# Directions:
When the word "inner" appears in a line of the data below, list that line.

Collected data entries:
▬▬▬▬▬▬
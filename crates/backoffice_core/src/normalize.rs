//! Maps heterogeneous API records onto [`CanonicalItem`].
//!
//! Upstream payloads name the same attribute differently depending on the
//! sub-type (`nom` for products, `titre` for donations, ...). Each logical
//! attribute therefore has an ordered list of candidate keys; the first key
//! holding a usable value wins. Every accessor degrades to a safe default,
//! so the only way a record is rejected is a missing identifier.

use std::collections::HashSet;

use backoffice_logging::{bo_debug, bo_warn};
use chrono::{DateTime, NaiveDate, NaiveDateTime, Utc};
use serde_json::{Map, Value};

use crate::item::{CanonicalItem, ItemType, Owner, SourceKind};

const UNTITLED: &str = "Untitled";

const ID_KEYS: &[&str] = &["uuid", "id", "_id"];
const TITLE_KEYS: &[&str] = &["nom", "libelle", "titre", "title", "name"];
const DESCRIPTION_KEYS: &[&str] = &["description", "desc", "details"];
const STATUS_KEYS: &[&str] = &["statut", "status", "etat"];
const CREATED_KEYS: &[&str] = &["created_at", "createdAt", "date_creation"];
const UPDATED_KEYS: &[&str] = &["updated_at", "updatedAt", "date_modification"];
const PUBLISHED_KEYS: &[&str] = &["est_publie", "is_published", "published", "publie"];
const BLOCKED_KEYS: &[&str] = &["est_bloque", "is_blocked", "blocked", "bloque"];
const DELETED_KEYS: &[&str] = &["is_deleted", "est_supprime", "deleted"];
const DELETED_AT_KEYS: &[&str] = &["deleted_at"];
const PRICE_KEYS: &[&str] = &["prix", "price", "montant"];
const QUANTITY_KEYS: &[&str] = &["quantite", "quantity", "stock"];
const OWNER_KEYS: &[&str] = &["vendeur", "utilisateur", "user", "owner", "createur"];
const CATEGORY_KEYS: &[&str] = &["categorie", "category", "categorie_libelle"];
const TYPE_KEYS: &[&str] = &["type", "type_annonce"];

const OWNER_NAME_KEYS: &[&str] = &["nom_complet", "full_name", "name"];
const OWNER_FIRST_NAME_KEYS: &[&str] = &["prenoms", "prenom", "first_name"];
const OWNER_LAST_NAME_KEYS: &[&str] = &["nom", "last_name"];
const OWNER_PRO_FLAG_KEYS: &[&str] = &["est_professionnel", "is_professional"];
const OWNER_PRO_TYPE_KEYS: &[&str] = &["type", "type_compte"];

/// Keys under which a favorite wraps the favorited record, with the item
/// type each one implies.
const FAVORITE_WRAPPERS: &[(&str, Option<ItemType>)] = &[
    ("annonce", Some(ItemType::Listing)),
    ("produit", Some(ItemType::Product)),
    ("don", Some(ItemType::Donation)),
    ("echange", Some(ItemType::Exchange)),
    ("item", None),
];

/// Ordered set of JSON objects searched for each attribute.
struct Layers<'a> {
    objects: Vec<&'a Map<String, Value>>,
}

impl<'a> Layers<'a> {
    fn lookup(&self, keys: &[&str]) -> Option<&'a Value> {
        self.objects
            .iter()
            .find_map(|object| lookup(*object, keys))
    }

    fn string(&self, keys: &[&str]) -> Option<String> {
        self.objects
            .iter()
            .find_map(|object| keys.iter().find_map(|key| object.get(*key).and_then(as_text)))
    }

    fn flag(&self, keys: &[&str]) -> Option<bool> {
        self.objects
            .iter()
            .find_map(|object| keys.iter().find_map(|key| object.get(*key).and_then(as_bool)))
    }
}

/// First value under `keys` that is neither null nor an empty string.
fn lookup<'a>(object: &'a Map<String, Value>, keys: &[&str]) -> Option<&'a Value> {
    keys.iter()
        .filter_map(|key| object.get(*key))
        .find(|value| match value {
            Value::Null => false,
            Value::String(text) => !text.trim().is_empty(),
            _ => true,
        })
}

/// Normalizes one raw record. Returns `None` when the record is not an
/// object or carries no usable identifier.
pub fn normalize(raw: &Value, kind: SourceKind) -> Option<CanonicalItem> {
    let record = raw.as_object()?;
    let id = ID_KEYS
        .iter()
        .find_map(|key| record.get(*key).and_then(as_text))?;

    let (layers, wrapped_type) = match kind {
        SourceKind::Favorite => favorite_layers(record),
        _ => (
            Layers {
                objects: vec![record],
            },
            None,
        ),
    };

    let item_type = match kind {
        SourceKind::Listing | SourceKind::Favorite => wrapped_type
            .or_else(|| {
                layers
                    .string(TYPE_KEYS)
                    .and_then(|text| text.parse::<ItemType>().ok())
            })
            .unwrap_or_else(|| kind.default_item_type()),
        _ => kind.default_item_type(),
    };

    let is_published = layers.flag(PUBLISHED_KEYS).unwrap_or(false);
    let is_blocked = layers.flag(BLOCKED_KEYS).unwrap_or(false);
    let is_deleted = layers.flag(DELETED_KEYS).unwrap_or(false)
        || layers.lookup(DELETED_AT_KEYS).is_some();

    let status = layers
        .string(STATUS_KEYS)
        .map(|status| status.to_lowercase())
        .unwrap_or_else(|| derive_status(kind, is_deleted, is_blocked, is_published).to_string());

    Some(CanonicalItem {
        id,
        title: layers
            .string(TITLE_KEYS)
            .unwrap_or_else(|| UNTITLED.to_string()),
        description: layers.string(DESCRIPTION_KEYS).unwrap_or_default(),
        item_type,
        status,
        created_at: layers.lookup(CREATED_KEYS).and_then(as_timestamp),
        updated_at: layers.lookup(UPDATED_KEYS).and_then(as_timestamp),
        is_published,
        is_blocked,
        is_deleted,
        price: layers.lookup(PRICE_KEYS).and_then(as_number),
        quantity: layers
            .lookup(QUANTITY_KEYS)
            .and_then(as_quantity)
            .unwrap_or(1),
        owner: layers.lookup(OWNER_KEYS).and_then(as_owner),
        category: layers.lookup(CATEGORY_KEYS).and_then(as_category),
        raw: raw.clone(),
    })
}

fn favorite_layers(record: &Map<String, Value>) -> (Layers<'_>, Option<ItemType>) {
    for (key, implied) in FAVORITE_WRAPPERS {
        if let Some(inner) = record.get(*key).and_then(Value::as_object) {
            // An explicit type on the wrapped record beats the wrapper key.
            let explicit = TYPE_KEYS
                .iter()
                .find_map(|type_key| inner.get(*type_key).and_then(as_text))
                .and_then(|text| text.parse::<ItemType>().ok());
            return (
                Layers {
                    objects: vec![inner, record],
                },
                explicit.or(*implied),
            );
        }
    }
    (
        Layers {
            objects: vec![record],
        },
        None,
    )
}

fn derive_status(kind: SourceKind, deleted: bool, blocked: bool, published: bool) -> &'static str {
    if deleted {
        "deleted"
    } else if blocked {
        "blocked"
    } else if published {
        "published"
    } else if kind == SourceKind::Role {
        "active"
    } else {
        "pending"
    }
}

fn as_text(value: &Value) -> Option<String> {
    match value {
        Value::String(text) => {
            let trimmed = text.trim();
            (!trimmed.is_empty()).then(|| trimmed.to_string())
        }
        Value::Number(number) => Some(number.to_string()),
        _ => None,
    }
}

fn as_bool(value: &Value) -> Option<bool> {
    match value {
        Value::Bool(flag) => Some(*flag),
        Value::Number(number) => number.as_f64().map(|n| n != 0.0),
        Value::String(text) => match text.trim().to_ascii_lowercase().as_str() {
            "true" | "1" | "oui" | "yes" => Some(true),
            "false" | "0" | "non" | "no" => Some(false),
            _ => None,
        },
        _ => None,
    }
}

fn as_number(value: &Value) -> Option<f64> {
    let number = match value {
        Value::Number(number) => number.as_f64(),
        Value::String(text) => text.trim().replace(',', ".").parse::<f64>().ok(),
        _ => None,
    }?;
    number.is_finite().then_some(number)
}

fn as_quantity(value: &Value) -> Option<u32> {
    let number = as_number(value)?;
    if number < 0.0 {
        return None;
    }
    Some(number.min(f64::from(u32::MAX)) as u32)
}

fn as_timestamp(value: &Value) -> Option<DateTime<Utc>> {
    match value {
        Value::Number(number) => number.as_i64().and_then(DateTime::from_timestamp_millis),
        Value::String(text) => parse_timestamp(text.trim()),
        _ => None,
    }
}

fn parse_timestamp(text: &str) -> Option<DateTime<Utc>> {
    if let Ok(parsed) = DateTime::parse_from_rfc3339(text) {
        return Some(parsed.with_timezone(&Utc));
    }
    for format in ["%Y-%m-%d %H:%M:%S", "%Y-%m-%dT%H:%M:%S%.f", "%Y-%m-%d %H:%M:%S%.f"] {
        if let Ok(naive) = NaiveDateTime::parse_from_str(text, format) {
            return Some(naive.and_utc());
        }
    }
    NaiveDate::parse_from_str(text, "%Y-%m-%d")
        .ok()
        .and_then(|date| date.and_hms_opt(0, 0, 0))
        .map(|naive| naive.and_utc())
}

fn as_owner(value: &Value) -> Option<Owner> {
    match value {
        Value::String(name) => {
            let name = name.trim();
            (!name.is_empty()).then(|| Owner {
                name: name.to_string(),
                is_professional: false,
            })
        }
        Value::Object(object) => {
            let layers = Layers {
                objects: vec![object],
            };
            let name = layers.string(OWNER_NAME_KEYS).or_else(|| {
                let parts: Vec<String> = [OWNER_FIRST_NAME_KEYS, OWNER_LAST_NAME_KEYS]
                    .into_iter()
                    .filter_map(|keys| layers.string(keys))
                    .collect();
                (!parts.is_empty()).then(|| parts.join(" "))
            })?;
            let is_professional = layers.flag(OWNER_PRO_FLAG_KEYS).unwrap_or_else(|| {
                layers
                    .string(OWNER_PRO_TYPE_KEYS)
                    .map(|kind| {
                        matches!(
                            kind.to_ascii_lowercase().as_str(),
                            "professionnel" | "professional" | "pro"
                        )
                    })
                    .unwrap_or(false)
            });
            Some(Owner {
                name,
                is_professional,
            })
        }
        _ => None,
    }
}

fn as_category(value: &Value) -> Option<String> {
    match value {
        Value::Object(object) => Layers {
            objects: vec![object],
        }
        .string(TITLE_KEYS),
        other => as_text(other),
    }
}

/// Extracts the record array from a list response.
///
/// Endpoints answer with a bare array, `{"data": [...]}` or
/// `{"data": {"data": [...]}}`. Any other shape yields no records.
pub fn unwrap_records(payload: &Value) -> &[Value] {
    let records = match payload {
        Value::Array(items) => Some(items.as_slice()),
        Value::Object(object) => match object.get("data") {
            Some(Value::Array(items)) => Some(items.as_slice()),
            Some(Value::Object(inner)) => inner
                .get("data")
                .and_then(Value::as_array)
                .map(Vec::as_slice),
            _ => None,
        },
        _ => None,
    };
    match records {
        Some(records) => records,
        None => {
            bo_warn!("List payload has no record array; treating it as empty");
            &[]
        }
    }
}

/// Normalizes a batch, dropping unusable records and repeated identifiers.
pub fn normalize_all(records: &[Value], kind: SourceKind) -> Vec<CanonicalItem> {
    let mut seen = HashSet::with_capacity(records.len());
    let mut items = Vec::with_capacity(records.len());
    let mut dropped = 0usize;
    for (index, raw) in records.iter().enumerate() {
        let Some(item) = normalize(raw, kind) else {
            dropped += 1;
            bo_debug!("Dropping record #{} without usable id ({:?})", index, kind);
            continue;
        };
        if !seen.insert(item.id.clone()) {
            bo_warn!("Dropping duplicate record id={} at #{}", item.id, index);
            continue;
        }
        items.push(item);
    }
    if dropped > 0 {
        bo_warn!("Dropped {} of {} {:?} records", dropped, records.len(), kind);
    }
    items
}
▬▬▬▬▬▬
# Exercise result:
        if let Some(inner) = record.get(*key).and_then(Value::as_object) {
                .find_map(|type_key| inner.get(*type_key).and_then(as_text))
                    objects: vec![inner, record],
            Some(Value::Object(inner)) => inner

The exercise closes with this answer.